Detection of SARS-CoV-2 in PBMCs has been described before, even after the Severe acute respiratory syndrome coronavirus (SARS-CoV) epidemic [20, 21]. Several studies have demonstrated the capability of SARS-CoV-2 to infect blood cells in vitro [5, 22, 23]. Even though the virus can be found in PBMCs, especially in more severe cases of COVID-19, the clinical relevance remains to be elucidated. It is unclear whether SARS-CoV-2 in PBMCs is a driver or a consequence of disease severity, but it has been shown to further increase inflammation in COVID-19 patients [23, 24].

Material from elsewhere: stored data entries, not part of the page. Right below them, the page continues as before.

// SPDX-License-Identifier: MIT OR Apache-2.0

//! Sweep runners: completions and metrics over every addition set.
//!
//! Both runners compile every addition set before touching the model's
//! hook state, then visit the sets strictly in order, one
//! [`InterventionSession`](crate::InterventionSession) at a time.

use tracing::info;

use crate::backend::{GenerationResult, SteerableModel};
use crate::config::{GenerationConfig, SweepConfig};
use crate::error::Result;
use crate::hooks::HookMap;
use crate::metrics::MetricSet;
use crate::steer::addition::AdditionSet;
use crate::steer::compile::hook_fns_from_additions;
use crate::steer::session::with_hooks;
use crate::table::{Cell, ResultTable};

/// Column tagging intervened rows with their addition set.
pub const SET_INDEX_COLUMN: &str = "rich_prompt_index";

/// Columns of a completion table before metrics are added.
const COMPLETION_COLUMNS: [&str; 5] = ["completion_index", "prompts", "completions", "loss", "is_modified"];

/// Output of [`sweep_over_prompts`].
#[derive(Debug, Clone, PartialEq)]
pub struct CompletionSweep {
    /// Baseline completions, no `rich_prompt_index`.
    pub normal: ResultTable,
    /// Intervened completions, tagged with `rich_prompt_index`.
    pub patched: ResultTable,
}

/// Generate baseline and intervened completions for every prompt.
///
/// For each prompt: `num_normal_completions` completions with no hooks,
/// then `num_patched_completions` completions under each addition set.
/// Every generation call uses `config.seed`. When `metrics` is given, it
/// is applied afterwards to `prompts + completions` of both tables on the
/// un-hooked model.
///
/// Columns: `completion_index` (trial within its batch), `prompts`,
/// `completions`, `loss`, `is_modified`, metric columns, and
/// `rich_prompt_index` for intervened rows.
///
/// # Errors
///
/// Returns [`SteerError::Config`](crate::SteerError::Config) for an invalid
/// config before any work. Compilation, generation and metric errors abort
/// the sweep.
pub fn sweep_over_prompts<M: SteerableModel>(
    model: &mut M,
    prompts: &[String],
    sets: &[AdditionSet],
    config: &SweepConfig,
    metrics: Option<&MetricSet<M>>,
) -> Result<CompletionSweep> {
    config.validate()?;
    let compiled = compile_sets(model, sets)?;
    let generation = config.generation_config();

    let mut normal = Vec::with_capacity(prompts.len());
    let mut patched = Vec::with_capacity(prompts.len() * compiled.len());

    for (prompt_idx, prompt) in prompts.iter().enumerate() {
        info!(prompt = prompt_idx, of = prompts.len(), "sweeping prompt");

        let baseline = generate_batch(
            model,
            &HookMap::new(),
            prompt,
            config.num_normal_completions,
            &generation,
        )?;
        normal.push(completion_table(&baseline, false)?);

        for (set_idx, hooks) in compiled.iter().enumerate() {
            let results = generate_batch(
                model,
                hooks,
                prompt,
                config.num_patched_completions,
                &generation,
            )?;
            let mut table = completion_table(&results, true)?;
            table.add_constant_column(SET_INDEX_COLUMN, &Cell::from(set_idx))?;
            patched.push(table);
        }
    }

    let mut normal = concat_or_empty(&normal, &COMPLETION_COLUMNS, false);
    let mut patched = concat_or_empty(&patched, &COMPLETION_COLUMNS, true);

    if let Some(metrics) = metrics {
        normal = metrics.add_metric_cols(&normal, &["prompts", "completions"], model)?;
        patched = metrics.add_metric_cols(&patched, &["prompts", "completions"], model)?;
    }

    Ok(CompletionSweep { normal, patched })
}

/// Score fixed texts under every addition set.
///
/// Metrics run inside each set's session and receive the hooked model, so
/// their values reflect the intervention. Columns: `text_index`, `text`,
/// metric columns, `rich_prompt_index`. With no sets the table is empty
/// but keeps that layout.
///
/// # Errors
///
/// Compilation, installation and metric errors abort the sweep.
pub fn sweep_over_metrics<M: SteerableModel>(
    model: &mut M,
    texts: &[String],
    sets: &[AdditionSet],
    metrics: &MetricSet<M>,
) -> Result<ResultTable> {
    let compiled = compile_sets(model, sets)?;

    let mut base = ResultTable::new(["text_index", "text"]);
    for (idx, text) in texts.iter().enumerate() {
        base.push_row(vec![Cell::from(idx), Cell::from(text.as_str())])?;
    }

    let mut tables = Vec::with_capacity(compiled.len());
    for (set_idx, hooks) in compiled.iter().enumerate() {
        info!(set = set_idx, of = compiled.len(), "scoring texts");
        let mut table =
            with_hooks(model, hooks, |hooked| metrics.add_metric_cols(&base, &["text"], hooked))?;
        table.add_constant_column(SET_INDEX_COLUMN, &Cell::from(set_idx))?;
        tables.push(table);
    }

    if tables.is_empty() {
        // Zero-row scoring still yields every metric column.
        let empty = ResultTable::new(["text_index", "text"]);
        let mut table = metrics.add_metric_cols(&empty, &["text"], &*model)?;
        table.add_constant_column(SET_INDEX_COLUMN, &Cell::Null)?;
        return Ok(table);
    }
    Ok(ResultTable::concat(&tables))
}

/// Compile every set against the clean model.
fn compile_sets<M: SteerableModel>(model: &mut M, sets: &[AdditionSet]) -> Result<Vec<HookMap>> {
    // Phrase activations must not see hooks left by an earlier caller.
    with_hooks(model, &HookMap::new(), |clean| {
        sets.iter()
            .map(|set| hook_fns_from_additions(clean, set))
            .collect()
    })
}

/// `n` completions of one prompt under `hooks`.
fn generate_batch<M: SteerableModel>(
    model: &mut M,
    hooks: &HookMap,
    prompt: &str,
    n: usize,
    generation: &GenerationConfig,
) -> Result<Vec<GenerationResult>> {
    if n == 0 {
        return Ok(Vec::new());
    }
    let batch = vec![prompt.to_string(); n];
    with_hooks(model, hooks, |hooked| hooked.generate(&batch, generation))
}

/// Rows for one generated batch.
fn completion_table(results: &[GenerationResult], is_modified: bool) -> Result<ResultTable> {
    let mut table = ResultTable::new(COMPLETION_COLUMNS);
    for (idx, result) in results.iter().enumerate() {
        table.push_row(vec![
            Cell::from(idx),
            Cell::from(result.prompt.as_str()),
            Cell::from(result.completion.as_str()),
            Cell::from(result.loss),
            Cell::Bool(is_modified),
        ])?;
    }
    Ok(table)
}

/// Concatenate batches, keeping the column layout when there are none.
fn concat_or_empty(tables: &[ResultTable], columns: &[&str], tagged: bool) -> ResultTable {
    if tables.is_empty() {
        let names = columns.iter().copied().chain(tagged.then_some(SET_INDEX_COLUMN));
        ResultTable::new(names)
    } else {
        ResultTable::concat(tables)
    }
}

// ---------------------------------------------------------------------------
// Tests
// ---------------------------------------------------------------------------

#[cfg(test)]
#[allow(clippy::unwrap_used, clippy::expect_used, clippy::indexing_slicing)]
mod tests {
    use candle_core::Device;

    use super::*;
    use crate::config::TinyModelConfig;
    use crate::error::SteerError;
    use crate::metrics::{LossMetric, WordCountMetric};
    use crate::steer::addition::ActivationAddition;
    use crate::tiny::TinyResidualModel;
    use crate::tokenizer::WordTokenizer;

    fn model() -> TinyResidualModel {
        let tok = WordTokenizer::from_corpus(["I think you are nice Love Hate"]);
        TinyResidualModel::new(TinyModelConfig::default(), tok.into(), &Device::Cpu).unwrap()
    }

    fn config() -> SweepConfig {
        SweepConfig {
            num_normal_completions: 2,
            num_patched_completions: 3,
            tokens_to_generate: 4,
            seed: Some(0),
            ..SweepConfig::default()
        }
    }

    fn sets() -> Vec<AdditionSet> {
        vec![
            vec![ActivationAddition::from_phrase("Love", 5.0, 1_usize)],
            vec![
                ActivationAddition::from_phrase("Love", 2.0, 3_usize),
                ActivationAddition::from_phrase("Hate", -2.0, 3_usize),
            ],
        ]
    }

    #[test]
    fn completion_sweep_shapes_and_tags() {
        let mut m = model();
        let prompts = vec!["I think".to_string(), "you are".to_string()];
        let out = sweep_over_prompts(&mut m, &prompts, &sets(), &config(), None).unwrap();

        assert_eq!(out.normal.len(), 4);
        assert_eq!(out.patched.len(), 12);
        assert!(!out.normal.has_column(SET_INDEX_COLUMN));
        assert_eq!(out.patched.get(0, SET_INDEX_COLUMN), Some(&Cell::Int(0)));
        assert_eq!(out.patched.get(3, SET_INDEX_COLUMN), Some(&Cell::Int(1)));
        assert_eq!(out.patched.get(6, "prompts"), Some(&Cell::Text("you are".into())));
        assert_eq!(out.patched.get(2, "completion_index"), Some(&Cell::Int(2)));
        assert_eq!(out.normal.get(0, "is_modified"), Some(&Cell::Bool(false)));
        assert_eq!(out.patched.get(0, "is_modified"), Some(&Cell::Bool(true)));
        assert_eq!(m.num_hooks(), 0);
    }

    #[test]
    fn same_seed_same_baselines() {
        let mut m = model();
        let prompts = vec!["I think".to_string()];
        let a = sweep_over_prompts(&mut m, &prompts, &[], &config(), None).unwrap();
        let b = sweep_over_prompts(&mut m, &prompts, &[], &config(), None).unwrap();
        assert_eq!(a.normal, b.normal);
        assert!(a.patched.is_empty());
        assert!(a.patched.has_column(SET_INDEX_COLUMN));
    }

    #[test]
    fn metrics_are_added_to_both_tables() {
        let mut m = model();
        let metrics = MetricSet::new()
            .with("nice", WordCountMetric::new(["nice"]))
            .with("clean", LossMetric);
        let out = sweep_over_prompts(
            &mut m,
            &["I think".to_string()],
            &sets(),
            &config(),
            Some(&metrics),
        )
        .unwrap();
        for table in [&out.normal, &out.patched] {
            assert!(table.has_column("nice_count"));
            assert!(table.has_column("clean_loss"));
        }
    }

    #[test]
    fn invalid_config_fails_before_generation() {
        let mut m = model();
        let bad = SweepConfig {
            tokens_to_generate: 0,
            ..config()
        };
        let err = sweep_over_prompts(&mut m, &["I".to_string()], &sets(), &bad, None);
        assert!(matches!(err, Err(SteerError::Config(_))));
    }

    #[test]
    fn metric_sweep_scores_under_each_set() {
        let mut m = model();
        let texts = vec!["I think you are nice".to_string(), "Love".to_string()];
        let metrics = MetricSet::new().with("steered", LossMetric);
        let table = sweep_over_metrics(&mut m, &texts, &sets(), &metrics).unwrap();

        assert_eq!(table.columns(), ["text_index", "text", "steered_loss", SET_INDEX_COLUMN]);
        assert_eq!(table.len(), 4);
        assert_eq!(table.get(2, "text_index"), Some(&Cell::Int(0)));
        assert_eq!(table.get(2, SET_INDEX_COLUMN), Some(&Cell::Int(1)));
        // Different interventions give different losses for the same text.
        assert_ne!(table.get(0, "steered_loss"), table.get(2, "steered_loss"));
        assert_eq!(m.num_hooks(), 0);
    }

    #[test]
    fn empty_metric_sweep_keeps_layout_and_reduces() {
        let mut m = model();
        let metrics = MetricSet::new()
            .with("nice", WordCountMetric::new(["nice"]))
            .with("steered", LossMetric);
        let table = sweep_over_metrics(&mut m, &["I think".to_string()], &[], &metrics).unwrap();
        assert!(table.is_empty());
        assert_eq!(
            table.columns(),
            ["text_index", "text", "nice_count", "steered_loss", SET_INDEX_COLUMN]
        );

        let provenance = ResultTable::new([SET_INDEX_COLUMN, "act_name", "coeff"]);
        let reduced = crate::steer::reduce::reduce_metric_sweep(&table, &provenance).unwrap();
        assert!(reduced.is_empty());
        assert!(reduced.has_column(SET_INDEX_COLUMN));
        assert!(reduced.has_column("act_name"));
    }
}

Several studies have identified the load of SARS-CoV-2 as a predictor of more severe disease and mortality. Higher viral loads were found in severe COVID-19 cases, some showing 60 times higher viral loads [25, 26], and some showing the connection between mortality and high viral load [27]. Prolonged viral shedding and unsuccessful viral clearance also seems to be linked with disease severity in patients with comorbidities [26]. Interestingly, detection of SARS-CoV-2 in serum was also associated with mortality [28], similarly to what we have shown in the described case. Studies exploring viral dynamics in patients with and without cancer demonstrated that patients with hematological malignancies had the highest viral loads. Moreover, the patients who had received treatment for these malignancies had even higher viral loads [29], coinciding with our investigations of this case.

Conclusions

This case is an excellent illustration of how the presence of an oncological disease and the treatment for it combined with immunosenescence and inflamm-aging lowers the capabilities of the immune system by impairing humoral immunity and viral clearance and therefore leads to the wide tissue distribution of SARS-CoV-2, harboring detectable SARS-CoV-2 outside the respiratory tract—in blood plasma, PBMCs, urine and feces, which in turn could further exacerbate the disease and lead to a greater fatality risk. The obtained results and the course of the disease once again highlights the need to monitor COVID-19 patients of advanced age and immunocompromised state closely.